Back in September, I attended a super secret user feedback panel for a brand new math app called Polyup.

File_001Since then, I’ve been working with them on and off on setting up structures that allow Polyup to be more accessible for the day-to-day teacher and their many goings-ons in their classrooms.

I’ve learned so much from the whole experience. And more importantly, I’ve had a chance to use what I learned about instructional and interface design.

At first glance, Poly appears to be a cute little calculator that incorporates a bit of coding in it’s ‘stacks.’ But some more exploration of the Poly machines reveal that this little character does so much more. A lot of which is still at the very edge of my own understanding.

I’ve been using Poly in my classroom off and on. Whenever there’s a extra 10 or 15 minutes buffer time, or when half my students are absent and my original lesson plan falls through. Or as an activity for the MathCounts club students to do while they wait for the high school leaders to arrive. Mostly, my students have been using the machines like ‘Four Fours’ or ‘Crazy Eights.’ It helps build number sense, strategic numerical planning, flexibility in computational thinking, and reinforces the order of operations, which these kids (I only use Poly in my intervention class) desperately need.

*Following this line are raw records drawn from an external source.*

//! Network supervisor
//!
//! Brings up the local wireless network and keeps it associated. With no
//! stored credentials the device starts an access point under the
//! compiled-in fallback name so the settings endpoint stays reachable;
//! otherwise it joins the configured network as a client.
//!
//! Two entry points per the bring-up-once-maintain-forever split:
//! [`NetworkSupervisor::bring_up_blocking`] waits with bounded retries at
//! startup, [`NetworkSupervisor::poll`] is the cheap per-tick check that
//! only re-issues an association request from `Disassociated` and never
//! stalls the ingestion loop.

use async_trait::async_trait;
use std::net::IpAddr;
use std::time::Duration;
use tracing::{debug, info, warn};

use crate::config::{NetworkSettings, FALLBACK_AP_PSK, FALLBACK_AP_SSID};
use crate::error::{BridgeError, Result};

/// Association state of the local network link
///
/// Re-derived from the driver on every poll, never persisted.
#[derive(Debug, Clone, Copy, PartialEq, Eq)]
pub enum LinkState {
    /// No association and none in progress
    Disassociated,
    /// Association request issued, waiting for the driver
    Associating,
    /// Link is up
    Associated,
}

impl std::fmt::Display for LinkState {
    fn fmt(&self, f: &mut std::fmt::Formatter<'_>) -> std::fmt::Result {
        match self {
            LinkState::Disassociated => write!(f, "disassociated"),
            LinkState::Associating => write!(f, "associating"),
            LinkState::Associated => write!(f, "associated"),
        }
    }
}

/// How the device is participating in the local network
#[derive(Debug, Clone, Copy, PartialEq, Eq)]
pub enum NetworkMode {
    /// Joined an existing network with stored credentials
    Client,
    /// Serving the fallback access point for initial setup
    AccessPoint,
}

/// Raw link status reported by a wireless driver
#[derive(Debug, Clone, Copy, PartialEq, Eq)]
pub enum DriverStatus {
    /// Nothing in progress
    Idle,
    /// Association in progress
    Joining,
    /// Link established
    Up,
}

/// Trait for wireless network drivers
///
/// `join` and `start_access_point` only *initiate*; completion is observed
/// through `status()`, which must be cheap enough to call every tick.
#[async_trait]
pub trait WirelessDriver: Send {
    /// Begin joining `ssid` as a client
    async fn join(&mut self, ssid: &str, password: &str) -> Result<()>;

    /// Begin serving an access point
    async fn start_access_point(&mut self, ssid: &str, password: &str) -> Result<()>;

    /// Current link status
    fn status(&self) -> DriverStatus;

    /// Local address once the link is up
    fn local_addr(&self) -> Option<IpAddr>;

    /// Hardware (MAC) address of the wireless interface
    fn hardware_addr(&self) -> String;

    /// Host name advertised on the network
    fn hostname(&self) -> String;

    /// Signal strength of the association in dBm, if measurable
    fn rssi(&self) -> Option<i32>;

    /// Driver name (for logging)
    fn name(&self) -> &str;
}

/// Supervises the local network link
pub struct NetworkSupervisor<D: WirelessDriver> {
    driver: D,
    settings: NetworkSettings,
    state: LinkState,
    mode: NetworkMode,
    advertised: bool,
}

impl<D: WirelessDriver> NetworkSupervisor<D> {
    /// Create a supervisor over `driver` with the stored credentials
    pub fn new(driver: D, settings: NetworkSettings) -> Self {
        let mode = if settings.is_configured() {
            NetworkMode::Client
        } else {
            NetworkMode::AccessPoint
        };
        Self {
            driver,
            settings,
            state: LinkState::Disassociated,
            mode,
            advertised: false,
        }
    }

    /// Current association state
    pub fn state(&self) -> LinkState {
        self.state
    }

    /// Access the underlying driver
    pub fn driver(&self) -> &D {
        &self.driver
    }

    /// Current participation mode
    pub fn mode(&self) -> NetworkMode {
        self.mode
    }

    /// Local address, if associated
    pub fn local_addr(&self) -> Option<IpAddr> {
        self.driver.local_addr()
    }

    /// Hardware address of the wireless interface
    pub fn hardware_addr(&self) -> String {
        self.driver.hardware_addr()
    }

    /// Host name advertised on the network
    pub fn hostname(&self) -> String {
        self.driver.hostname()
    }

    /// Link signal strength in dBm, if measurable
    pub fn rssi(&self) -> Option<i32> {
        self.driver.rssi()
    }

    /// Startup bring-up: issue the association request and wait for the
    /// link with bounded retries and a delay between checks.
    pub async fn bring_up_blocking(
        &mut self,
        max_attempts: u32,
        retry_delay: Duration,
    ) -> Result<()> {
        self.start_association().await?;

        for _ in 0..max_attempts {
            if self.driver.status() == DriverStatus::Up {
                self.mark_associated();
                return Ok(());
            }
            debug!("Waiting for network association...");
            tokio::time::sleep(retry_delay).await;
        }

        self.state = LinkState::Disassociated;
        Err(BridgeError::AssociationTimeout {
            attempts: max_attempts,
        })
    }

    /// Steady-state check, invoked once per loop tick
    ///
    /// Never blocks beyond the driver calls themselves; a failed
    /// association request just leaves the state at `Disassociated` for
    /// the next tick.
    pub async fn poll(&mut self) -> LinkState {
        match self.state {
            LinkState::Associated => {
                if self.driver.status() != DriverStatus::Up {
                    warn!("Network association lost");
                    self.state = LinkState::Disassociated;
                    self.advertised = false;
                }
            }
            LinkState::Associating => {
                if self.driver.status() == DriverStatus::Up {
                    self.mark_associated();
                }
            }
            LinkState::Disassociated => {
                if let Err(e) = self.start_association().await {
                    warn!(error = %e, "Association request failed");
                    self.state = LinkState::Disassociated;
                }
            }
        }
        self.state
    }

    async fn start_association(&mut self) -> Result<()> {
        if self.settings.is_configured() {
            self.mode = NetworkMode::Client;
            info!(ssid = %self.settings.ssid, "Joining network as client");
            self.driver
                .join(&self.settings.ssid, &self.settings.password)
                .await?;
        } else {
            self.mode = NetworkMode::AccessPoint;
            info!(ssid = FALLBACK_AP_SSID, "No credentials stored, starting setup access point");
            self.driver
                .start_access_point(FALLBACK_AP_SSID, FALLBACK_AP_PSK)
                .await?;
        }
        self.state = LinkState::Associating;
        Ok(())
    }

    fn mark_associated(&mut self) {
        self.state = LinkState::Associated;
        if !self.advertised {
            // Advertise the local address once per association
            match self.driver.local_addr() {
                Some(addr) => info!(mode = ?self.mode, %addr, "Network associated"),
                None => info!(mode = ?self.mode, "Network associated"),
            }
            self.advertised = true;
        }
    }
}

/// Driver for hosts whose operating system already manages the network
///
/// Association is considered permanently up; the driver only reports
/// addressing details. Useful when the bridge runs on a Linux box rather
/// than bare-metal hardware.
pub struct HostNetwork {
    hostname: String,
    hardware_addr: String,
}

impl Default for HostNetwork {
    fn default() -> Self {
        Self::new()
    }
}

impl HostNetwork {
    /// Create a driver reading the host name from `/etc/hostname` and the
    /// hardware address from sysfs
    pub fn new() -> Self {
        let hostname = std::fs::read_to_string("/etc/hostname")
            .map(|s| s.trim().to_string())
            .unwrap_or_else(|_| crate::config::DEVICE_TYPE.to_string());
        let hardware_addr = first_hardware_addr(std::path::Path::new("/sys/class/net"))
            .unwrap_or_else(|| "00:00:00:00:00:00".to_string());
        Self {
            hostname,
            hardware_addr,
        }
    }
}

/// Hardware address of the first non-loopback interface under `root`
/// (interfaces scanned in name order), or `None` when the host has none.
fn first_hardware_addr(root: &std::path::Path) -> Option<String> {
    let mut names: Vec<String> = std::fs::read_dir(root)
        .ok()?
        .filter_map(|entry| entry.ok())
        .map(|entry| entry.file_name().to_string_lossy().into_owned())
        .collect();
    names.sort_unstable();

    for name in names {
        if name == "lo" {
            continue;
        }
        let Ok(addr) = std::fs::read_to_string(root.join(&name).join("address")) else {
            continue;
        };
        let addr = addr.trim();
        if !addr.is_empty() && addr != "00:00:00:00:00:00" {
            return Some(addr.to_string());
        }
    }
    None
}

#[async_trait]
impl WirelessDriver for HostNetwork {
    async fn join(&mut self, _ssid: &str, _password: &str) -> Result<()> {
        Ok(())
    }

    async fn start_access_point(&mut self, _ssid: &str, _password: &str) -> Result<()> {
        Ok(())
    }

    fn status(&self) -> DriverStatus {
        DriverStatus::Up
    }

    fn local_addr(&self) -> Option<IpAddr> {
        // Routing-table probe; no packets are sent
        let socket = std::net::UdpSocket::bind("0.0.0.0:0").ok()?;
        socket.connect("8.8.8.8:53").ok()?;
        socket.local_addr().ok().map(|a| a.ip())
    }

    fn hardware_addr(&self) -> String {
        self.hardware_addr.clone()
    }

    fn hostname(&self) -> String {
        self.hostname.clone()
    }

    fn rssi(&self) -> Option<i32> {
        None
    }

    fn name(&self) -> &str {
        "HostNetwork"
    }
}

/// Scriptable wireless driver for tests
#[derive(Debug, Default)]
pub struct MockWireless {
    /// Ssid passed to the last `join`
    pub joined: Option<String>,
    /// Ssid passed to the last `start_access_point`
    pub access_point: Option<String>,
    /// Status checks remaining before the link reports up
    polls_until_up: std::cell::Cell<u32>,
    started: bool,
}

impl MockWireless {
    /// Create a driver whose link comes up after `polls_until_up` status
    /// checks following an association request
    pub fn new(polls_until_up: u32) -> Self {
        Self {
            polls_until_up: std::cell::Cell::new(polls_until_up),
            ..Self::default()
        }
    }
}

#[async_trait]
impl WirelessDriver for MockWireless {
    async fn join(&mut self, ssid: &str, _password: &str) -> Result<()> {
        self.joined = Some(ssid.to_string());
        self.started = true;
        Ok(())
    }

    async fn start_access_point(&mut self, ssid: &str, _password: &str) -> Result<()> {
        self.access_point = Some(ssid.to_string());
        self.started = true;
        Ok(())
    }

    fn status(&self) -> DriverStatus {
        if !self.started {
            return DriverStatus::Idle;
        }
        let remaining = self.polls_until_up.get();
        if remaining == 0 {
            DriverStatus::Up
        } else {
            self.polls_until_up.set(remaining - 1);
            DriverStatus::Joining
        }
    }

    fn local_addr(&self) -> Option<IpAddr> {
        Some(IpAddr::from([192, 168, 1, 42]))
    }

    fn hardware_addr(&self) -> String {
        "AA:BB:CC:DD:EE:FF".to_string()
    }

    fn hostname(&self) -> String {
        "test-bridge".to_string()
    }

    fn rssi(&self) -> Option<i32> {
        Some(-55)
    }

    fn name(&self) -> &str {
        "MockWireless"
    }
}

#[cfg(test)]
mod tests {
    use super::*;

    #[test]
    fn test_link_state_display() {
        assert_eq!(LinkState::Associated.to_string(), "associated");
        assert_eq!(LinkState::Disassociated.to_string(), "disassociated");
    }

    #[tokio::test]
    async fn test_no_credentials_starts_access_point() {
        let mut supervisor =
            NetworkSupervisor::new(MockWireless::new(0), NetworkSettings::default());

        let state = supervisor.poll().await;
        assert_eq!(state, LinkState::Associating);
        assert_eq!(supervisor.mode(), NetworkMode::AccessPoint);

        let state = supervisor.poll().await;
        assert_eq!(state, LinkState::Associated);

        // Fallback name used, and never a client join
        assert_eq!(
            supervisor.driver().access_point.as_deref(),
            Some(FALLBACK_AP_SSID)
        );
        assert!(supervisor.driver().joined.is_none());
    }

    #[tokio::test]
    async fn test_credentials_join_as_client() {
        let settings = NetworkSettings {
            ssid: "home-net".to_string(),
            password: "hunter2".to_string(),
        };
        let mut supervisor = NetworkSupervisor::new(MockWireless::new(0), settings);

        supervisor.poll().await;
        assert_eq!(supervisor.mode(), NetworkMode::Client);
        assert_eq!(supervisor.driver().joined.as_deref(), Some("home-net"));
        supervisor.poll().await;
        assert_eq!(supervisor.state(), LinkState::Associated);
    }

    #[tokio::test]
    async fn test_bring_up_blocking() {
        let mut supervisor =
            NetworkSupervisor::new(MockWireless::new(2), NetworkSettings::default());
        supervisor
            .bring_up_blocking(5, Duration::from_millis(1))
            .await
            .unwrap();
        assert_eq!(supervisor.state(), LinkState::Associated);
        assert_eq!(supervisor.local_addr(), Some(IpAddr::from([192, 168, 1, 42])));
    }

    #[tokio::test]
    async fn test_bring_up_bounded() {
        let mut supervisor =
            NetworkSupervisor::new(MockWireless::new(100), NetworkSettings::default());
        let err = supervisor
            .bring_up_blocking(3, Duration::from_millis(1))
            .await
            .unwrap_err();
        assert_eq!(err.error_code(), "ASSOCIATION_TIMEOUT");
        assert_eq!(supervisor.state(), LinkState::Disassociated);
    }

    #[test]
    fn test_hardware_addr_skips_loopback() {
        let dir = tempfile::TempDir::new().unwrap();
        std::fs::create_dir(dir.path().join("lo")).unwrap();
        std::fs::write(dir.path().join("lo/address"), "00:00:00:00:00:00\n").unwrap();
        std::fs::create_dir(dir.path().join("eth0")).unwrap();
        std::fs::write(dir.path().join("eth0/address"), "aa:bb:cc:dd:ee:ff\n").unwrap();

        assert_eq!(
            first_hardware_addr(dir.path()).as_deref(),
            Some("aa:bb:cc:dd:ee:ff")
        );
    }

    #[test]
    fn test_hardware_addr_absent_without_interfaces() {
        let dir = tempfile::TempDir::new().unwrap();
        assert!(first_hardware_addr(dir.path()).is_none());
    }

    #[tokio::test]
    async fn test_association_loss_detected() {
        let mut supervisor =
            NetworkSupervisor::new(MockWireless::new(0), NetworkSettings::default());
        supervisor.poll().await;
        supervisor.poll().await;
        assert_eq!(supervisor.state(), LinkState::Associated);

        // Driver drops the link
        supervisor.driver.polls_until_up.set(5);
        let state = supervisor.poll().await;
        assert_eq!(state, LinkState::Disassociated);
    }
}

It’s fun, engaging, and the students who can get lost in a traditional classroom has a place to shine. The other students can shine too, of course. It’s a great place to start math conversations (“What makes an even number and even number?” “What does ‘divisible’ mean?”) that can be super boring coming from a math teacher but suddenly becomes fascinating when a cute orange jelly character with big eyebrows leads you to a challenging chip level which only some more math knowledge can help you pass.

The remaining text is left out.